Saved entries:
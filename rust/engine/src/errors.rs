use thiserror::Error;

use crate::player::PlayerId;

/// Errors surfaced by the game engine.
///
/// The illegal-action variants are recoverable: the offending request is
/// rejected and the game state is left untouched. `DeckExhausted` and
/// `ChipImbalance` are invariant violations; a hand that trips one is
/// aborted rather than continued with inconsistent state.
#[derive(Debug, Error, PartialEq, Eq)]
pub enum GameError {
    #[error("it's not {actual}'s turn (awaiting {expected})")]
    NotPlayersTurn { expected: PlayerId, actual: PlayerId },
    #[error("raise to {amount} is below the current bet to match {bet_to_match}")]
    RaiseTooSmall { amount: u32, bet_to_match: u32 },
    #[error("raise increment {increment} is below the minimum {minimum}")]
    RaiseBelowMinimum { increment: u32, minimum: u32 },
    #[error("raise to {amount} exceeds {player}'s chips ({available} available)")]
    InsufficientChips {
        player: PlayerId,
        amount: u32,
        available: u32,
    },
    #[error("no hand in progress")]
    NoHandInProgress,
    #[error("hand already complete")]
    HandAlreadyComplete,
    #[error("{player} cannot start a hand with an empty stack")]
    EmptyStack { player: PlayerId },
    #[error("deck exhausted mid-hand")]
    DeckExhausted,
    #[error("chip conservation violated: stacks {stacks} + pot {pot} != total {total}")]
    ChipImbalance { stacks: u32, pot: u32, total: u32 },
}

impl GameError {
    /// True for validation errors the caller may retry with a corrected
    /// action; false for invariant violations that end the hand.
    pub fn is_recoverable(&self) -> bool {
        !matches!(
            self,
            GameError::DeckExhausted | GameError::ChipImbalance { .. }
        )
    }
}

...

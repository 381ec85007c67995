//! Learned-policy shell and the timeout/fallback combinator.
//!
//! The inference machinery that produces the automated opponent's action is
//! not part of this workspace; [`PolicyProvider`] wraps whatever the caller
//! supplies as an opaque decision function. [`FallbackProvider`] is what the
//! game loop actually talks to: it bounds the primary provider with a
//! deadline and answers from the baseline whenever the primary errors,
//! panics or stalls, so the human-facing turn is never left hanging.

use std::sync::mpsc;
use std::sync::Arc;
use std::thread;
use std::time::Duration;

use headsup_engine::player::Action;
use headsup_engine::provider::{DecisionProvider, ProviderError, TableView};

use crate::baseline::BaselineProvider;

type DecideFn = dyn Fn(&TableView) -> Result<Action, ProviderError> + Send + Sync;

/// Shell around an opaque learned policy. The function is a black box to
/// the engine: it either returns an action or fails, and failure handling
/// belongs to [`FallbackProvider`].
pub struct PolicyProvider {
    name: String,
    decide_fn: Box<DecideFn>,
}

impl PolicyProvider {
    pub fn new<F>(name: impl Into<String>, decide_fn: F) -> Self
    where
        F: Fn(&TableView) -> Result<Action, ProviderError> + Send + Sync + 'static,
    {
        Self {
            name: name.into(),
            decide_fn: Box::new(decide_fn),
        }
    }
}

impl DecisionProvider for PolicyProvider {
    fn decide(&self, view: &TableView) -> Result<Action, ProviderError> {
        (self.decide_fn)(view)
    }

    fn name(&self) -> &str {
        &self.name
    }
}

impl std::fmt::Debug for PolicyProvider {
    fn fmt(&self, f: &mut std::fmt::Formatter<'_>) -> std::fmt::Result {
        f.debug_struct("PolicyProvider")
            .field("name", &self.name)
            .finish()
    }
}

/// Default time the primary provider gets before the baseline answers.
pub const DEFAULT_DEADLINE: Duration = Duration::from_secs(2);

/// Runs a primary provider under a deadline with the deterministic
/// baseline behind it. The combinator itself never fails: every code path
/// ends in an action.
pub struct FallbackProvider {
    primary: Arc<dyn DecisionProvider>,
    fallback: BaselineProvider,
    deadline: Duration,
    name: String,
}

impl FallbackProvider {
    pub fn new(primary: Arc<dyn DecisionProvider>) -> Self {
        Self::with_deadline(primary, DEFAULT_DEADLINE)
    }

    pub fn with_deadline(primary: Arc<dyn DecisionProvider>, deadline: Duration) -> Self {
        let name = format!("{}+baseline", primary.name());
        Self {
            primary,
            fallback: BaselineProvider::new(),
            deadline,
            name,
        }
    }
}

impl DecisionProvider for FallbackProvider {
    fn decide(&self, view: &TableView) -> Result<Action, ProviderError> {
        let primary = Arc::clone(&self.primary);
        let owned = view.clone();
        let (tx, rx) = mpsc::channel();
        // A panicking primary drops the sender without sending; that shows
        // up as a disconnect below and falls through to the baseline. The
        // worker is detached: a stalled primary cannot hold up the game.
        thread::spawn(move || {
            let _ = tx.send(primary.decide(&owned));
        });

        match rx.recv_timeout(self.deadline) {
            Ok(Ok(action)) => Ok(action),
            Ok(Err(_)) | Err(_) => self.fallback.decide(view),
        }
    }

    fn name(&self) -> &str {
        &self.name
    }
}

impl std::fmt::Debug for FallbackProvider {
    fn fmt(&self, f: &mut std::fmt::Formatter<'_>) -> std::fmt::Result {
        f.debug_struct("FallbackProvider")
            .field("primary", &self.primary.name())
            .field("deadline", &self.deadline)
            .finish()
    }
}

* * *

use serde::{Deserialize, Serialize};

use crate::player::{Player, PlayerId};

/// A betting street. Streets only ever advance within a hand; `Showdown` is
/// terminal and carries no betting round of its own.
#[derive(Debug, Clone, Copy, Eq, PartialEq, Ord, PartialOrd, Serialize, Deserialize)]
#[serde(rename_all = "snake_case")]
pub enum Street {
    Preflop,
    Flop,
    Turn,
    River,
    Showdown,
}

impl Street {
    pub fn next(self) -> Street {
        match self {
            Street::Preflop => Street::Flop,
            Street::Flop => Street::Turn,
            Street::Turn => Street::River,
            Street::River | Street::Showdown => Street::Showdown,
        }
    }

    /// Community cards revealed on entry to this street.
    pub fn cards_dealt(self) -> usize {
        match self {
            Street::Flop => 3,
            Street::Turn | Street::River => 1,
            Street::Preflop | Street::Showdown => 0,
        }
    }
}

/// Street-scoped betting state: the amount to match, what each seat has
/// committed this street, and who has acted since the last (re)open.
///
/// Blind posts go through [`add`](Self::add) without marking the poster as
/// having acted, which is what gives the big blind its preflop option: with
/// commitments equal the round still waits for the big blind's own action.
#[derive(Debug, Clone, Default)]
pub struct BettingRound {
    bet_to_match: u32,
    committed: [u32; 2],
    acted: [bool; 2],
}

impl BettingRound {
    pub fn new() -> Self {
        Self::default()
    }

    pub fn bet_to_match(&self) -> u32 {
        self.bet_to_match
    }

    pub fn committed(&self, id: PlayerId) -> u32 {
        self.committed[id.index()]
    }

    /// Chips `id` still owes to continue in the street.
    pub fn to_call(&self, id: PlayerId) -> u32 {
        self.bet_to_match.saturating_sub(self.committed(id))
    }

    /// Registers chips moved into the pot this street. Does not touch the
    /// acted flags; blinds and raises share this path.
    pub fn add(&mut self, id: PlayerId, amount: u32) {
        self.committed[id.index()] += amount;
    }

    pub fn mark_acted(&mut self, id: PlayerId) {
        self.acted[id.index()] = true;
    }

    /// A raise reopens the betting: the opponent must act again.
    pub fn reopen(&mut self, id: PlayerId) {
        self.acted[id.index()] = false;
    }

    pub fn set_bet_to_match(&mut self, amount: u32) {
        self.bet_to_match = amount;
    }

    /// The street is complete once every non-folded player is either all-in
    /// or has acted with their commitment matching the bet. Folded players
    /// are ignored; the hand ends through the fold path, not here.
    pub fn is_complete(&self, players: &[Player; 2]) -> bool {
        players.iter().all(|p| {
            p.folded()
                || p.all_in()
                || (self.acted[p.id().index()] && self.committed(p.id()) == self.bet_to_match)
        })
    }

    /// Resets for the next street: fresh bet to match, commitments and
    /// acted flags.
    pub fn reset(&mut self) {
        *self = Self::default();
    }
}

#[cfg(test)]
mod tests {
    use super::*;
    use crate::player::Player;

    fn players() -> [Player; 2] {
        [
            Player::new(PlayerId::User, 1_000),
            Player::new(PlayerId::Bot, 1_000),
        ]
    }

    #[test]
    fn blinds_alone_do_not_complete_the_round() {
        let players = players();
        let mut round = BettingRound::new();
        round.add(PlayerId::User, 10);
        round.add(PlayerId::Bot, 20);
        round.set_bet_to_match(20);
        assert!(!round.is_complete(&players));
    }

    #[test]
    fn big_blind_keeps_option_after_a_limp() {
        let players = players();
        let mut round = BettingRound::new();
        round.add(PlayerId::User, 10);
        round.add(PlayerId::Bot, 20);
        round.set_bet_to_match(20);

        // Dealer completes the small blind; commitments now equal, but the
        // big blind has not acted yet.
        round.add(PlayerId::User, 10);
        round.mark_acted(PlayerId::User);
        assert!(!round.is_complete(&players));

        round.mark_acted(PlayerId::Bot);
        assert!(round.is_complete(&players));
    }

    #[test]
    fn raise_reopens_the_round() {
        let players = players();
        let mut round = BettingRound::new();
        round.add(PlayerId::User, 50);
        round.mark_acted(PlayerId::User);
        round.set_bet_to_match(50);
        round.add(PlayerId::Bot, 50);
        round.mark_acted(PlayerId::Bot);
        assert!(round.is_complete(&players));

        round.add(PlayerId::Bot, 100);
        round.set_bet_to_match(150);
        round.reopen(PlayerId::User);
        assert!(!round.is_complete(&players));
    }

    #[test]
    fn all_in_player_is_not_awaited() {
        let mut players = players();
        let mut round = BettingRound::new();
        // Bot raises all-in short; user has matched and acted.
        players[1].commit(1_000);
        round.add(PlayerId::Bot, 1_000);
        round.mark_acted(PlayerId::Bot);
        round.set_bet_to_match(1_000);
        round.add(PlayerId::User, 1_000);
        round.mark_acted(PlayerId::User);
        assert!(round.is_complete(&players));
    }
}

**EXERCISE REQUIREMENTS:**
Going through the entries above, count the lines that include "FallbackProvider" and state only the result.

**PROBLEM SOLUTION:**
7